(Collected data)

::::::

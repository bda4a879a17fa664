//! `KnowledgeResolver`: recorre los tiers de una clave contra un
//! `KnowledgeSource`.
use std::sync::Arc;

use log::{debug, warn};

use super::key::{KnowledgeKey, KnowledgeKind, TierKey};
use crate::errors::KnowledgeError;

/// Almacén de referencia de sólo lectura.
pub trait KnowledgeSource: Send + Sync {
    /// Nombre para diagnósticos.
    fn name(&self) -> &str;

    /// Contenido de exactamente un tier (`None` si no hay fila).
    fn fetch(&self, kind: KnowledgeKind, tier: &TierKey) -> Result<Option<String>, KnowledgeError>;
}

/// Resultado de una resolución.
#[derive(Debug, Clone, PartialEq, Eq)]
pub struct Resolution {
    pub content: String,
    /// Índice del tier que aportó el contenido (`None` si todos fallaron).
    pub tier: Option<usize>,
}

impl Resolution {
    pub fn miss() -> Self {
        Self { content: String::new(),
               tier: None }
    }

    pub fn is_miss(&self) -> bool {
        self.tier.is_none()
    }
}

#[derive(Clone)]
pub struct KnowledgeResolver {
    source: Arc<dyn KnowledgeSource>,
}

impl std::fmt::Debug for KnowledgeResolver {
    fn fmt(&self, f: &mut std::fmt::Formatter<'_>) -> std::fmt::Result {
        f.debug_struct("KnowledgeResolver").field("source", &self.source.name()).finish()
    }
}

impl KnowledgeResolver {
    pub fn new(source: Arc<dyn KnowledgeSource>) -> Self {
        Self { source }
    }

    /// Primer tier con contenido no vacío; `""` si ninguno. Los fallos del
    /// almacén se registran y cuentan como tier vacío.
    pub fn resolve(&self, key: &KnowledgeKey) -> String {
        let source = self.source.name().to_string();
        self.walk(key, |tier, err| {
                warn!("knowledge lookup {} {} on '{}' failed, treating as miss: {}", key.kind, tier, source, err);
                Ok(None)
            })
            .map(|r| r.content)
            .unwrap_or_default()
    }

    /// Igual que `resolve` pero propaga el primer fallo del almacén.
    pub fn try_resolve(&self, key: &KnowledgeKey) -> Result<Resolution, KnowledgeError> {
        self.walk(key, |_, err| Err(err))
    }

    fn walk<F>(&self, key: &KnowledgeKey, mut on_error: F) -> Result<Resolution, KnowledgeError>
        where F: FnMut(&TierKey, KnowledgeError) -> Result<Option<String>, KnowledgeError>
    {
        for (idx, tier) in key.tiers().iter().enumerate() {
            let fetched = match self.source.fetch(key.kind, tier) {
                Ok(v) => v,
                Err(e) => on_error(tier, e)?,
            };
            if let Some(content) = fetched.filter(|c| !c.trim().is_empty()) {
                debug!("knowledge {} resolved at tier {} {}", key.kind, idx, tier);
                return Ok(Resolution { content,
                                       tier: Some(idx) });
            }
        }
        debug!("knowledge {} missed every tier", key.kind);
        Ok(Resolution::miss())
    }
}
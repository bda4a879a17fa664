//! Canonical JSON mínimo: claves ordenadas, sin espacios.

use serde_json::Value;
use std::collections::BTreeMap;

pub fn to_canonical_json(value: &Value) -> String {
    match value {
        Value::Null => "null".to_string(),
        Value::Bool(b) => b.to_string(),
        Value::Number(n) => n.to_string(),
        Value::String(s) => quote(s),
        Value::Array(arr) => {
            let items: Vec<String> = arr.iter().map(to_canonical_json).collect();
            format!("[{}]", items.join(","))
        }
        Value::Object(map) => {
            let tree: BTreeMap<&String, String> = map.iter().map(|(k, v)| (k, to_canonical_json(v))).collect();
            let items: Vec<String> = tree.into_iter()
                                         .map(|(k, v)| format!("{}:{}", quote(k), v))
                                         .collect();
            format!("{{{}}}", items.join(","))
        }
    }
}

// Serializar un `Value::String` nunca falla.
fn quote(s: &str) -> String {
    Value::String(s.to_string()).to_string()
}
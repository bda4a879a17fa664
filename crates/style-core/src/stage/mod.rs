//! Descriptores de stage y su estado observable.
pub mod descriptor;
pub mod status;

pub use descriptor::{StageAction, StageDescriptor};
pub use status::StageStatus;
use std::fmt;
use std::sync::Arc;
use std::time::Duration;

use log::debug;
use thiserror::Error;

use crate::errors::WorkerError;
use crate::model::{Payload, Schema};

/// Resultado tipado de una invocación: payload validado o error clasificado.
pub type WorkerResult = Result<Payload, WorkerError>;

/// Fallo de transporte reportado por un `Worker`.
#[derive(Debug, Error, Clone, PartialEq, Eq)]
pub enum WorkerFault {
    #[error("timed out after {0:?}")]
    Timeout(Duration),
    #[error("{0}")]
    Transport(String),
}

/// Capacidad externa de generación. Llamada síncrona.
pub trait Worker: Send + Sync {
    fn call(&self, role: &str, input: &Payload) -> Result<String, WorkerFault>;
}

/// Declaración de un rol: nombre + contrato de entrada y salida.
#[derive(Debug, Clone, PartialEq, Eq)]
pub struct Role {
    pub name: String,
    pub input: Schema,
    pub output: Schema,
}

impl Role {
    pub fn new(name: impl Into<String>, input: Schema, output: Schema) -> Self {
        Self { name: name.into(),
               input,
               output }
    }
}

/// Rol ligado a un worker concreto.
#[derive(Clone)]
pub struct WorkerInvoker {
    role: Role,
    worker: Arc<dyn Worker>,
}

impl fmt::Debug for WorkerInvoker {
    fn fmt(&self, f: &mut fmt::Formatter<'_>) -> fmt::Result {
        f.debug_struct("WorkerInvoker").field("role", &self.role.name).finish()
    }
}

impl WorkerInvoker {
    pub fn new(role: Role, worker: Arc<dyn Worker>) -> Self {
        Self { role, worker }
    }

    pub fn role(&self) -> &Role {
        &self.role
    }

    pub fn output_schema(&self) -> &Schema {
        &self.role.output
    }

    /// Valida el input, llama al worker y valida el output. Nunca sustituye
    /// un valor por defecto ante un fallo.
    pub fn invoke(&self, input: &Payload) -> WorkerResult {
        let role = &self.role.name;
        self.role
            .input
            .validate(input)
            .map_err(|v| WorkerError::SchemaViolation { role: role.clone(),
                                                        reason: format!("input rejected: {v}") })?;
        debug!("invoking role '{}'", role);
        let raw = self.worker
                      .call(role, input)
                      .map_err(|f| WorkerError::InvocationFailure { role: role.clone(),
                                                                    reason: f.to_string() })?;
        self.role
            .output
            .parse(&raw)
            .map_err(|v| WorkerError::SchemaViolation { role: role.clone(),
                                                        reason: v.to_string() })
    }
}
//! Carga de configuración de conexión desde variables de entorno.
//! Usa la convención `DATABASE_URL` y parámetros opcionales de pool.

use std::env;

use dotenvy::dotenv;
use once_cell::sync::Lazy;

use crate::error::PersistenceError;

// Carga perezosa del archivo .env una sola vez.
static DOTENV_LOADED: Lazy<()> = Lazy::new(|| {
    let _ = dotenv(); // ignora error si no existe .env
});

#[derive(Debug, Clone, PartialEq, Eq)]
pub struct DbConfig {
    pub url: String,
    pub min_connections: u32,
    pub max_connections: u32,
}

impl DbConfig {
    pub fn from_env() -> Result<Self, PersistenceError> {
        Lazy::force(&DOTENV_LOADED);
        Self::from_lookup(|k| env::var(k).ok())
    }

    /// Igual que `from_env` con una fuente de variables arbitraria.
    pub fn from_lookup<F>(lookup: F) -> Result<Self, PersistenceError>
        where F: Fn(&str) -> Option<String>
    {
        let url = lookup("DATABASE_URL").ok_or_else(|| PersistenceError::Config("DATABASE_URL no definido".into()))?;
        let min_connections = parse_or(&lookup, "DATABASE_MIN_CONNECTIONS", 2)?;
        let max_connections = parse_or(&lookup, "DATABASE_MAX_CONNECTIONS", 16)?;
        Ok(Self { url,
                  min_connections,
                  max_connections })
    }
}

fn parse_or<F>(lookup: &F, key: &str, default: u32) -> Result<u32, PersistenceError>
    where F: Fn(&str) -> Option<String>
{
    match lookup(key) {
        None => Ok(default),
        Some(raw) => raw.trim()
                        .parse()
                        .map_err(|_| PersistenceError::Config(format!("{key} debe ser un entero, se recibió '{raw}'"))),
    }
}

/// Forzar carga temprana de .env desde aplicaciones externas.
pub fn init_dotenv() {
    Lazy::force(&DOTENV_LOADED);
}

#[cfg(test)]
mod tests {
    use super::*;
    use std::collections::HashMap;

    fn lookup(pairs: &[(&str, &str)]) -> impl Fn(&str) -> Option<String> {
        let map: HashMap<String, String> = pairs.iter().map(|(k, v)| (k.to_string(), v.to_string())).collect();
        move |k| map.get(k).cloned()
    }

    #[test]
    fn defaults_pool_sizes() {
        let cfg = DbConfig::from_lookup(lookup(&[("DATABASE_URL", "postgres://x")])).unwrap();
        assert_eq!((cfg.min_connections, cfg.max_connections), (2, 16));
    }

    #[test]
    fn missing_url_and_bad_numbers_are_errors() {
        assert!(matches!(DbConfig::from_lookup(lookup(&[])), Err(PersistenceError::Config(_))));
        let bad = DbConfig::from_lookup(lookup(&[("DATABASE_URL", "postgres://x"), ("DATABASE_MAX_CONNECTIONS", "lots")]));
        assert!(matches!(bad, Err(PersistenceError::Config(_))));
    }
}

::::::

Work to be completed: Search the entries for the word "collections" and report how many lines contain it, as a bare number.

Exercise solution: 2